Problem description:
Each line of the data below containing "const" needs to be listed.

Data records:
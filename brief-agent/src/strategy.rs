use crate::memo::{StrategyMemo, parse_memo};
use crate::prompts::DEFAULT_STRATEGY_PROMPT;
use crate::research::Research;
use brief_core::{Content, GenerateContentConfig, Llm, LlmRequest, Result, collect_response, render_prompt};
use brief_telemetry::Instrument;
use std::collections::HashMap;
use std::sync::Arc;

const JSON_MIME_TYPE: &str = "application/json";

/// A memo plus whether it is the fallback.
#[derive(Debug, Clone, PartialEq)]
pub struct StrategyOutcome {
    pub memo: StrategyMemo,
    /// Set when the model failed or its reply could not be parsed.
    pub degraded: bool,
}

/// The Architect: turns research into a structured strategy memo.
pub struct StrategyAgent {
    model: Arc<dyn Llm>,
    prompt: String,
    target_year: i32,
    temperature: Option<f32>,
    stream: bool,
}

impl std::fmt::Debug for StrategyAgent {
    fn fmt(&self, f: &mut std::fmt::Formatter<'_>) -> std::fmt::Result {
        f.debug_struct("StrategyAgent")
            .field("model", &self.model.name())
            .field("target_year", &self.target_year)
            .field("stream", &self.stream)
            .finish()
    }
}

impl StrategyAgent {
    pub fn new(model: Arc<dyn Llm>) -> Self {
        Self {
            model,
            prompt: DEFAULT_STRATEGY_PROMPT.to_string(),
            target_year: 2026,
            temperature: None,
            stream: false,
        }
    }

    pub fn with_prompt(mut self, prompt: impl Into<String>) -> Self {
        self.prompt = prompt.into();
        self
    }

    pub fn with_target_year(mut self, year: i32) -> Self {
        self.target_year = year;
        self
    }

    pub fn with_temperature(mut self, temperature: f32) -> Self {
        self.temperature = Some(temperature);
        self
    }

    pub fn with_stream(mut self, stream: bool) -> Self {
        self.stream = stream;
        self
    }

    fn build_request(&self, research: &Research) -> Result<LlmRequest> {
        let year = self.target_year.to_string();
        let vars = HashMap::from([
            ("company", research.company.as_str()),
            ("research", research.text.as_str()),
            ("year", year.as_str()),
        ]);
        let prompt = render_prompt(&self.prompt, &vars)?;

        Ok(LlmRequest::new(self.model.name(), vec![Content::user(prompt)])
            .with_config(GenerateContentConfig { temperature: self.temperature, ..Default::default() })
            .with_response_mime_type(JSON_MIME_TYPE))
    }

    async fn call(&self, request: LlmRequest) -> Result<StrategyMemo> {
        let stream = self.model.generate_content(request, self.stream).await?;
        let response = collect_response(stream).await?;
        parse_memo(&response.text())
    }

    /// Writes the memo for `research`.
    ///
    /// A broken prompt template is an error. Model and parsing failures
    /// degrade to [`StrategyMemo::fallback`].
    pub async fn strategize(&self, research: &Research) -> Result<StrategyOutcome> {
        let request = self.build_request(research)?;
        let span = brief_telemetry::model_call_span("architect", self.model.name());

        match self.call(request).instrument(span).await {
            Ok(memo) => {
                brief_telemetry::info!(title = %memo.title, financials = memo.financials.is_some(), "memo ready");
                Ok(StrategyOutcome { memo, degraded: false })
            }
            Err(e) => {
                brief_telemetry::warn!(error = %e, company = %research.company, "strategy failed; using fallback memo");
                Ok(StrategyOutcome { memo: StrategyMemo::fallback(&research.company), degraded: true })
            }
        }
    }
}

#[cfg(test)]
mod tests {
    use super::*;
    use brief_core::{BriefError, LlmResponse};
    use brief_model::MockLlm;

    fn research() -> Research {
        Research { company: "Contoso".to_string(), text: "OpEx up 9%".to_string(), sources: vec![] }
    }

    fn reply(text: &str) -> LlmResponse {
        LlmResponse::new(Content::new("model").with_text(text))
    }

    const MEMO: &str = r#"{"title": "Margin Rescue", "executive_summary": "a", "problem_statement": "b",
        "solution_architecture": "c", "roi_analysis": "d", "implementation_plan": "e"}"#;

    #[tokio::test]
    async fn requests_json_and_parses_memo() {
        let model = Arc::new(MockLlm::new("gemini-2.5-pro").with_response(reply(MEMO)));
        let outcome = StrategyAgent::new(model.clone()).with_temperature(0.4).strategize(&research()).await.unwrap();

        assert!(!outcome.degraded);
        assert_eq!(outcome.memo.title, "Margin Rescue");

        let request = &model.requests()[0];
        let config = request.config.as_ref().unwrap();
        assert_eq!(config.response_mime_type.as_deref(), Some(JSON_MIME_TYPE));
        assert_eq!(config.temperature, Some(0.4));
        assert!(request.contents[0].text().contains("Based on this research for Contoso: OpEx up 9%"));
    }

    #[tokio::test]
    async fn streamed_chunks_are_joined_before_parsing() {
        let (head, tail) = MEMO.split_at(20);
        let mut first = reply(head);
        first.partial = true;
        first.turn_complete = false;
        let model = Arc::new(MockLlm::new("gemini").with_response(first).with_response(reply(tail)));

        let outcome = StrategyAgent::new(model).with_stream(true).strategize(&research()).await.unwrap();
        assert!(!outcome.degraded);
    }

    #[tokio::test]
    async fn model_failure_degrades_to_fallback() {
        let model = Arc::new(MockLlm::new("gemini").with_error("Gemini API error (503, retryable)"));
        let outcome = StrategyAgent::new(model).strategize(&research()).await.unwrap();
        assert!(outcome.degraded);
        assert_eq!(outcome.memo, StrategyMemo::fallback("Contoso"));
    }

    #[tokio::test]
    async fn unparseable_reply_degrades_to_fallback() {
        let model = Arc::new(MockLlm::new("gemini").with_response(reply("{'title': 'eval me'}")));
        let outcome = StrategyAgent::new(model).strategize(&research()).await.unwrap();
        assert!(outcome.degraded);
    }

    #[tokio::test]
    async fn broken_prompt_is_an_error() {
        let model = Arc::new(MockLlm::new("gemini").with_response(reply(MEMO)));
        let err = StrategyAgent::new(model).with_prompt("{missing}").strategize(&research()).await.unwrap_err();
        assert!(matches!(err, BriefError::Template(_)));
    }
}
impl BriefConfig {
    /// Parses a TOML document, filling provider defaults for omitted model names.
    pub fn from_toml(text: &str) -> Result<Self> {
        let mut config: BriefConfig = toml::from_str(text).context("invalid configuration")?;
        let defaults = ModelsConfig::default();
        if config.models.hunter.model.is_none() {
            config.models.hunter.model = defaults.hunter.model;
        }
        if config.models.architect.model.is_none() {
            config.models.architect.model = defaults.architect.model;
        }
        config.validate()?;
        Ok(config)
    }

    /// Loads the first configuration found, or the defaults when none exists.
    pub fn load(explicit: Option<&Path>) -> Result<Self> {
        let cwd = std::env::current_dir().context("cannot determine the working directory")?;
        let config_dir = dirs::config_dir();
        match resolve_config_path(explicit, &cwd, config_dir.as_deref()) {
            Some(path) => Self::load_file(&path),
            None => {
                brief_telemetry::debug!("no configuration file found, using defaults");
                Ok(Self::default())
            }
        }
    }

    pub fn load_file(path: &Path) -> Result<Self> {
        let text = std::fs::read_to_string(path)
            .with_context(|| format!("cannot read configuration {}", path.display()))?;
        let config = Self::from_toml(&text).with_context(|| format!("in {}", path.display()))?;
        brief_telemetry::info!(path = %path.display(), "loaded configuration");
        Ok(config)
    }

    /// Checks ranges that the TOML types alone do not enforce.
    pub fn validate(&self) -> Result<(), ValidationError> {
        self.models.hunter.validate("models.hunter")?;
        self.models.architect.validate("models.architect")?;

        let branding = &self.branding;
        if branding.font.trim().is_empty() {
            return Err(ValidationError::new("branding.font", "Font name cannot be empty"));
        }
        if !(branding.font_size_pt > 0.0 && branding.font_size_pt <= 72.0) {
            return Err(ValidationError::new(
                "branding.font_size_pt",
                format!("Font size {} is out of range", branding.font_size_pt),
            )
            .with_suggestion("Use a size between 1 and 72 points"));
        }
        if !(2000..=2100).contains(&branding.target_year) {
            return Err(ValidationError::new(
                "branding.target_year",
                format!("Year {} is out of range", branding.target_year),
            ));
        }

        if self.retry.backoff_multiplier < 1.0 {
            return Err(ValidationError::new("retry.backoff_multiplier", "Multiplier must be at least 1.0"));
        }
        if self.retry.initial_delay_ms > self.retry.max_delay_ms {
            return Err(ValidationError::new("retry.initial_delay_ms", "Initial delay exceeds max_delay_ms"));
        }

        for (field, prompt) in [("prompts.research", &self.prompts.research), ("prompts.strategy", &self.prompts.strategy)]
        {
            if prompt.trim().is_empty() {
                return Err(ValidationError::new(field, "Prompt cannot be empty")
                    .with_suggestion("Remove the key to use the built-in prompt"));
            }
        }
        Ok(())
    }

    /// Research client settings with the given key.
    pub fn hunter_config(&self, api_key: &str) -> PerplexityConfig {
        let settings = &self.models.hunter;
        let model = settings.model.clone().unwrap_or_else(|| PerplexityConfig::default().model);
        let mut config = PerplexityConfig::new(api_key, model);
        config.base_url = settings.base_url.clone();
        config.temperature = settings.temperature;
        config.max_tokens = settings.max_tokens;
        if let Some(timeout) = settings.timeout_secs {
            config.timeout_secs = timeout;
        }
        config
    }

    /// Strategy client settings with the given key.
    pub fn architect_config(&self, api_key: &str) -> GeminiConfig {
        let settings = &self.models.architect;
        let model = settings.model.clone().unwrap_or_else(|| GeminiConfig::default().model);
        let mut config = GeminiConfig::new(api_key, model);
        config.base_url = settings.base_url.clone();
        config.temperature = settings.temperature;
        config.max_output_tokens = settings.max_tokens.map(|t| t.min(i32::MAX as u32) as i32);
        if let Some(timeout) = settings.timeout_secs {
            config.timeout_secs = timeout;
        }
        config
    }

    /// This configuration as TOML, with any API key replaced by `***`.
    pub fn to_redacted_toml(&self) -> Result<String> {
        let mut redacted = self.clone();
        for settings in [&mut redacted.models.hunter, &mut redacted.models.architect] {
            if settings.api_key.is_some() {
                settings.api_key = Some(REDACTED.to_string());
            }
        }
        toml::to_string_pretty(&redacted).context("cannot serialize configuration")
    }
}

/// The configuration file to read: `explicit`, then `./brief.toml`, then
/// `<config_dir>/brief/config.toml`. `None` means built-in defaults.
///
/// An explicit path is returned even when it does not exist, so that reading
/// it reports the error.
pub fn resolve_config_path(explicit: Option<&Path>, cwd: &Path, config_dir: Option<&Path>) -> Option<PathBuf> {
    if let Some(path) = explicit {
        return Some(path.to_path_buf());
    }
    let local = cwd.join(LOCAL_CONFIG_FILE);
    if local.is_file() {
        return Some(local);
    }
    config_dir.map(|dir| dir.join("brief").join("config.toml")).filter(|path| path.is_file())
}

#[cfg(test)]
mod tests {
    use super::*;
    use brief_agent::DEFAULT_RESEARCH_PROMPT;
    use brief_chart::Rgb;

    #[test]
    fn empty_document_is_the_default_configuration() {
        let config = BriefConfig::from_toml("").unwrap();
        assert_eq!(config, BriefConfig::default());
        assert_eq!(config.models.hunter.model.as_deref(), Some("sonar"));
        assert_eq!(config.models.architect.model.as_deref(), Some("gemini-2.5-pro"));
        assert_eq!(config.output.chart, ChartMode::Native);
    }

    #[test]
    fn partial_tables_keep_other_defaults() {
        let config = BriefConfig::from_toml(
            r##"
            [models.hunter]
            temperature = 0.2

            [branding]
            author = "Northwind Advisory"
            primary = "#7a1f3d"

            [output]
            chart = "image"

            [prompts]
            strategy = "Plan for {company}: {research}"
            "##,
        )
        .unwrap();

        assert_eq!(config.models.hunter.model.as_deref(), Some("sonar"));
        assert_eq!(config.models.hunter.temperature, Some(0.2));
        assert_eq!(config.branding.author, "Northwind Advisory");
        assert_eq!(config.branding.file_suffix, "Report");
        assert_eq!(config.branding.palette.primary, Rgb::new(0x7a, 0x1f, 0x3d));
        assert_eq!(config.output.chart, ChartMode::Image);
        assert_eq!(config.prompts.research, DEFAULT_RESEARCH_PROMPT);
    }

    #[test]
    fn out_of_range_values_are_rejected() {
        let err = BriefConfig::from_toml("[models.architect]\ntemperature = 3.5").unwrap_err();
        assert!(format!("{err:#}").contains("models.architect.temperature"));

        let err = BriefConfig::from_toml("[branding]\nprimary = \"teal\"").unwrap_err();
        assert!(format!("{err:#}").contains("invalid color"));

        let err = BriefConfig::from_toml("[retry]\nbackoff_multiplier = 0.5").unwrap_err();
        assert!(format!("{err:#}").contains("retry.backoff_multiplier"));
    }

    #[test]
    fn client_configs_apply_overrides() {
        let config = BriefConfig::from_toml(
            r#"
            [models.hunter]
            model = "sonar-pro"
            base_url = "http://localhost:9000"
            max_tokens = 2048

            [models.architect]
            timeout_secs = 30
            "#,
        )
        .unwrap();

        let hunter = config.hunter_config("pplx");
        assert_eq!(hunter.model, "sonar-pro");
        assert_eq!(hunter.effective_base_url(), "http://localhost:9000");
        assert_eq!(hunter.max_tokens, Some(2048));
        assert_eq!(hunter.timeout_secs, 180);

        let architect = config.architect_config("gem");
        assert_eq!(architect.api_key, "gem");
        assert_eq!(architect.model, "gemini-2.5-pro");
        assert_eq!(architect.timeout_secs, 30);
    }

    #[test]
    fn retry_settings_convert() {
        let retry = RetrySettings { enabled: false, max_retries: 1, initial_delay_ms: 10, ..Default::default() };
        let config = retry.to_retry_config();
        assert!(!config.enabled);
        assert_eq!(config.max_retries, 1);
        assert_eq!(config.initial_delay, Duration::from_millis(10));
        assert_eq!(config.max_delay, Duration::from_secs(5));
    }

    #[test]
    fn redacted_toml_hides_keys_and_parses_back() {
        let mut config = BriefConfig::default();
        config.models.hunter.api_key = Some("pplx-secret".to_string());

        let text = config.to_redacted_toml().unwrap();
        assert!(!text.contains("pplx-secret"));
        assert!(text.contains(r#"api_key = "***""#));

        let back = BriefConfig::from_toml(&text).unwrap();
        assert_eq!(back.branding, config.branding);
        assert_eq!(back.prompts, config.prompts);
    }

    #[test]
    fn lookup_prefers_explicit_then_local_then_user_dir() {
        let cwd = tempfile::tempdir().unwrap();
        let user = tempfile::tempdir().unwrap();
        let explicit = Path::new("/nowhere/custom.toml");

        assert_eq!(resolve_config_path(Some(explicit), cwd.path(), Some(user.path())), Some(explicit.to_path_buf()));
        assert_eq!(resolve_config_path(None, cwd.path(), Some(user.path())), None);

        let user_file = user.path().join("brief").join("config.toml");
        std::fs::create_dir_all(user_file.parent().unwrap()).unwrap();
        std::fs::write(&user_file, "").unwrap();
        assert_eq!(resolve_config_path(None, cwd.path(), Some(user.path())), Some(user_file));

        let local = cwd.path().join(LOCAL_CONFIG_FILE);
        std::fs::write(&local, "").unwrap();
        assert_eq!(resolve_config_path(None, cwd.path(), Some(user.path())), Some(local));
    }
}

Result:
const JSON_MIME_TYPE: &str = "application/json";
    const MEMO: &str = r#"{"title": "Margin Rescue", "executive_summary": "a", "problem_statement": "b",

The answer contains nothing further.